Just one week after Passover, this past weekend completed Holy Week in the Christian Church. So let’s pause there. Consider the very thing Christians all over the world paused to honor and worship. The world’s and a mother’s loss of a son. Aside from all the places the real meaning of Holy Week gets lost, in baskets and bonnets in place of the actual story, it is a week that in my book is worth reverence. No matter what you believe or don’t about God, or the holiness of Jesus, this week reveals that human beings, then and now, are capable of trying to kill the very fierce Love for us all that both God and Jesus represent. That over and over we try to kill this Love, the Love within us and the Love without.
Jesus died because he asked us, the people of the world, to love our neighbor as ourselves. To visit those in prison, take care of the weak and sick and poor, to cross borders to commune as equals, to eat with sinners as equals, to love love love. And of course, to give up our riches to enter the kingdom of heaven. Goodness, we hated that. Goodness we hated the difference Jesus asked us to make in the world. Goodness we hated the difference Jesus asked us to make in ourselves.
Let’s be clear, Jesus was killed for asking for and making this kind of difference. Killed by the non-Jewish state government, killed by his religious leaders, killed by the regular folk who did not want their comfort disturbed. And this doesn’t to me feel any different from what I’m seeing today. There was religious posturing then, there is religious posturing now. Religious posturing is for power. But don’t lose the baby. Spirituality is for Love.
I know this isn’t a new wondering, but don’t you wonder what today’s president and all those conservative Christian and Zionist Jewish leaders would do with Jesus - a poor man from the Middle East asking us to love and take care of one another without borders? Give up our wealth and power? Live with empathy for one another?
Would Jesus be considered non-productive? An enemy of the state? A traitor in this current president’s eyes? Would he be whisked to a foreign prison? Would the leaders’ subsequent responses be Oopsie?

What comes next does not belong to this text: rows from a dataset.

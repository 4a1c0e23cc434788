//! Error type for the record store.

use thiserror::Error;

#[derive(Debug, Clone, PartialEq, Error)]
pub enum StoreError {
    /// The database could not be opened, the connection is gone, or an
    /// existing table does not have the configured columns.
    #[error("record store connection failed: {0}")]
    Connection(String),

    /// An insert or update was rejected (constraint violation, busy, I/O).
    #[error("record store write failed: {0}")]
    Write(String),

    #[error("record store read failed: {0}")]
    Read(String),

    /// No row matched `(id, sub_id)` on a rating update.
    #[error("no record with id={id} sub_id={sub_id}")]
    NotFound { id: String, sub_id: String },

    /// Table or column names are spliced into statements, so they are
    /// restricted to plain identifiers.
    #[error("`{0}` is not a valid SQL identifier")]
    InvalidIdentifier(String),
}

impl StoreError {
    /// Classify a backend error raised by a write statement.
    pub(crate) fn write(e: tokio_rusqlite::Error) -> Self {
        match e {
            tokio_rusqlite::Error::ConnectionClosed => StoreError::Connection(e.to_string()),
            other => StoreError::Write(other.to_string()),
        }
    }

    /// Classify a backend error raised by a query.
    pub(crate) fn read(e: tokio_rusqlite::Error) -> Self {
        match e {
            tokio_rusqlite::Error::ConnectionClosed => StoreError::Connection(e.to_string()),
            other => StoreError::Read(other.to_string()),
        }
    }
}

pub type Result<T, E = StoreError> = std::result::Result<T, E>;
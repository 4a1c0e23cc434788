//! Prediction pipeline: an ordered list of stages run against one predictor.
//!
//! # Architecture
//!
//! ```text
//! PipelineRunner::run(text)
//!        │
//!        ├─ Stage "summary"     → Predictor::predict(text, smry_id)
//!        │                         └─ join summary_text segments
//!        │
//!        └─ Stage "translation" → Predictor::predict(summary, trans_id)
//!                                  └─ join translation_text segments
//! ```
//!
//! The one-stage and two-stage variants are the same runner with different
//! stage lists, either built in code ([`PipelineRunner::summarize`],
//! [`PipelineRunner::summarize_and_translate`]) or loaded from
//! `[[pipeline.stages]]` in `settings.toml`.

pub mod runner;
pub mod stage;

// ---------------------------------------------------------------------------
// Public re-exports
// ---------------------------------------------------------------------------

pub use runner::{PipelineOutput, PipelineRunner};
pub use stage::{Stage, StageOutput};
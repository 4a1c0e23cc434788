//! Session orchestrator: the async loop between the UI and the workflow.
//!
//! The UI sends [`SessionCommand`]s and renders the [`SessionView`]
//! snapshots it gets back.  The loop owns the [`SessionState`], so commands
//! of one session are handled strictly one after another.

use std::sync::Arc;

use tokio::sync::mpsc;

use crate::store::{RecordKey, Vote};

use super::state::SessionState;
use super::workflow::Workflow;

/// Commands sent from the UI thread to the session loop.
#[derive(Debug, Clone, PartialEq)]
pub enum SessionCommand {
    /// Run the pipeline on the raw input text.
    Summarize(String),
    /// Rate the record the UI was showing, identified by its key.
    Rate(Option<RecordKey>, Vote),
}

/// Everything the UI renders, sent after every state change.
#[derive(Debug, Clone, PartialEq, Default)]
pub struct SessionView {
    /// Key of the record the snapshot belongs to.
    pub key: Option<RecordKey>,
    /// Output area text: the final stage's output.
    pub display_text: String,
    pub status_message: String,
    /// CSV bytes; the download button is enabled while this is `Some`.
    pub download_payload: Option<Vec<u8>>,
    /// Whether the current record has been rated.
    pub submitted: bool,
    /// `true` while a submission is in flight.
    pub busy: bool,
}

impl SessionView {
    pub fn from_state(state: &SessionState, busy: bool) -> Self {
        Self {
            key: state.key.clone(),
            display_text: state.display_text().to_string(),
            status_message: state.status_message.clone(),
            download_payload: state.download_payload.clone(),
            submitted: state.submitted(),
            busy,
        }
    }

    pub fn download_enabled(&self) -> bool {
        self.download_payload.is_some()
    }
}

/// Serve one session until the command channel closes.
pub async fn run_session(
    workflow: Arc<Workflow>,
    mut command_rx: mpsc::Receiver<SessionCommand>,
    view_tx: mpsc::Sender<SessionView>,
) {
    let mut state = SessionState::new();

    while let Some(cmd) = command_rx.recv().await {
        match cmd {
            SessionCommand::Summarize(raw) => {
                if view_tx.send(SessionView::from_state(&state, true)).await.is_err() {
                    log::debug!("session: view receiver dropped, stopping");
                    break;
                }
                if let Err(e) = workflow.summarize(&mut state, &raw).await {
                    log::warn!("session: submit failed: {e}");
                }
            }
            SessionCommand::Rate(seen, vote) => {
                if let Err(e) = workflow.rate(&mut state, seen.as_ref(), vote).await {
                    log::info!("session: rating not recorded: {e}");
                }
            }
        }

        if view_tx.send(SessionView::from_state(&state, false)).await.is_err() {
            log::debug!("session: view receiver dropped, stopping");
            break;
        }
    }

    log::debug!("session: command channel closed");
}
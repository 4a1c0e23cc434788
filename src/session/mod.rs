//! Interactive session: submit text, show the result, rate it once.
//!
//! # Architecture
//!
//! ```text
//! UI ──SessionCommand──▶ run_session (owns SessionState)
//!                             │
//!                             ├─ Workflow::summarize → PipelineRunner + RecordStore::append
//!                             └─ Workflow::rate      → RatingGate + RecordStore::update_rating
//!    ◀──SessionView──────────┘
//! ```

pub mod download;
pub mod gate;
pub mod orchestrator;
pub mod state;
pub mod workflow;

// ---------------------------------------------------------------------------
// Public re-exports
// ---------------------------------------------------------------------------

pub use download::build_csv;
pub use gate::{GateState, RatingError, RatingGate};
pub use orchestrator::{run_session, SessionCommand, SessionView};
pub use state::SessionState;
pub use workflow::{normalize_input, Workflow, WorkflowError};
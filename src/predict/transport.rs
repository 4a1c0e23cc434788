//! HTTP transport seam used by [`DataRobotClient`](super::DataRobotClient).
//!
//! The client builds a fully-formed [`TransportRequest`]; the transport only
//! moves bytes.  Keeping the seam this narrow lets tests count calls and
//! inspect the exact URL / headers / body without a network.

use async_trait::async_trait;

use crate::predict::client::PredictionError;

// ---------------------------------------------------------------------------
// Request / response
// ---------------------------------------------------------------------------

/// A single POST request, ready to send.
#[derive(Debug, Clone, PartialEq)]
pub struct TransportRequest {
    pub url: String,
    /// Header name / value pairs, sent in order.
    pub headers: Vec<(String, String)>,
    pub body: Vec<u8>,
}

impl TransportRequest {
    /// Value of the first header named `name` (case-insensitive).
    pub fn header(&self, name: &str) -> Option<&str> {
        self.headers
            .iter()
            .find(|(k, _)| k.eq_ignore_ascii_case(name))
            .map(|(_, v)| v.as_str())
    }
}

/// Status code and raw body of an HTTP response.
#[derive(Debug, Clone, PartialEq)]
pub struct RawResponse {
    pub status: u16,
    pub body: Vec<u8>,
}

impl RawResponse {
    /// `true` for any 2xx status.
    pub fn is_success(&self) -> bool {
        (200..300).contains(&self.status)
    }
}

// ---------------------------------------------------------------------------
// HttpTransport trait
// ---------------------------------------------------------------------------

/// Object-safe async POST transport.
///
/// Implementations return `Ok` for every response that arrived, whatever
/// its status; only connection-level failures are errors.
#[async_trait]
pub trait HttpTransport: Send + Sync {
    async fn post(&self, request: TransportRequest) -> Result<RawResponse, PredictionError>;
}

// ---------------------------------------------------------------------------
// ReqwestTransport
// ---------------------------------------------------------------------------

/// Production transport backed by a shared [`reqwest::Client`].
pub struct ReqwestTransport {
    client: reqwest::Client,
}

impl ReqwestTransport {
    /// Build a transport whose requests time out after `timeout_secs`.
    ///
    /// A default (no-timeout) client is used as a last-resort fallback if
    /// the builder fails.
    pub fn new(timeout_secs: u64) -> Self {
        let client = reqwest::Client::builder()
            .timeout(std::time::Duration::from_secs(timeout_secs))
            .build()
            .unwrap_or_else(|_| reqwest::Client::new());

        Self { client }
    }
}

#[async_trait]
impl HttpTransport for ReqwestTransport {
    async fn post(&self, request: TransportRequest) -> Result<RawResponse, PredictionError> {
        let mut req = self.client.post(&request.url).body(request.body);
        for (name, value) in &request.headers {
            req = req.header(name.as_str(), value.as_str());
        }

        let response = req.send().await?;
        let status = response.status().as_u16();
        let body = response.bytes().await?.to_vec();

        Ok(RawResponse { status, body })
    }
}

// ---------------------------------------------------------------------------
// Tests
// ---------------------------------------------------------------------------
//! Configuration module.
//!
//! Provides `AppConfig` (top-level settings), sub-configs for the prediction
//! API, pipeline stages, record store and window, `AppPaths` for
//! cross-platform directories, and TOML persistence via `AppConfig::load` /
//! `AppConfig::save`.

pub mod paths;
pub mod settings;

pub use paths::AppPaths;
pub use settings::{AppConfig, PipelineConfig, PredictionConfig, StoreConfig, UiConfig};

A man who invited us to fierce Love hanging on a cross is a powerful image. And, Christian or not, it holds two realities. The one that happened here on earth. That one is terrifying, isn’t it? And then the one beyond the every day, the one held in the purest symbolism of Easter Sunday — that love rises, and rises again. That love is the kind of fierce love that gets us past the fear that the earthly part of the story creates.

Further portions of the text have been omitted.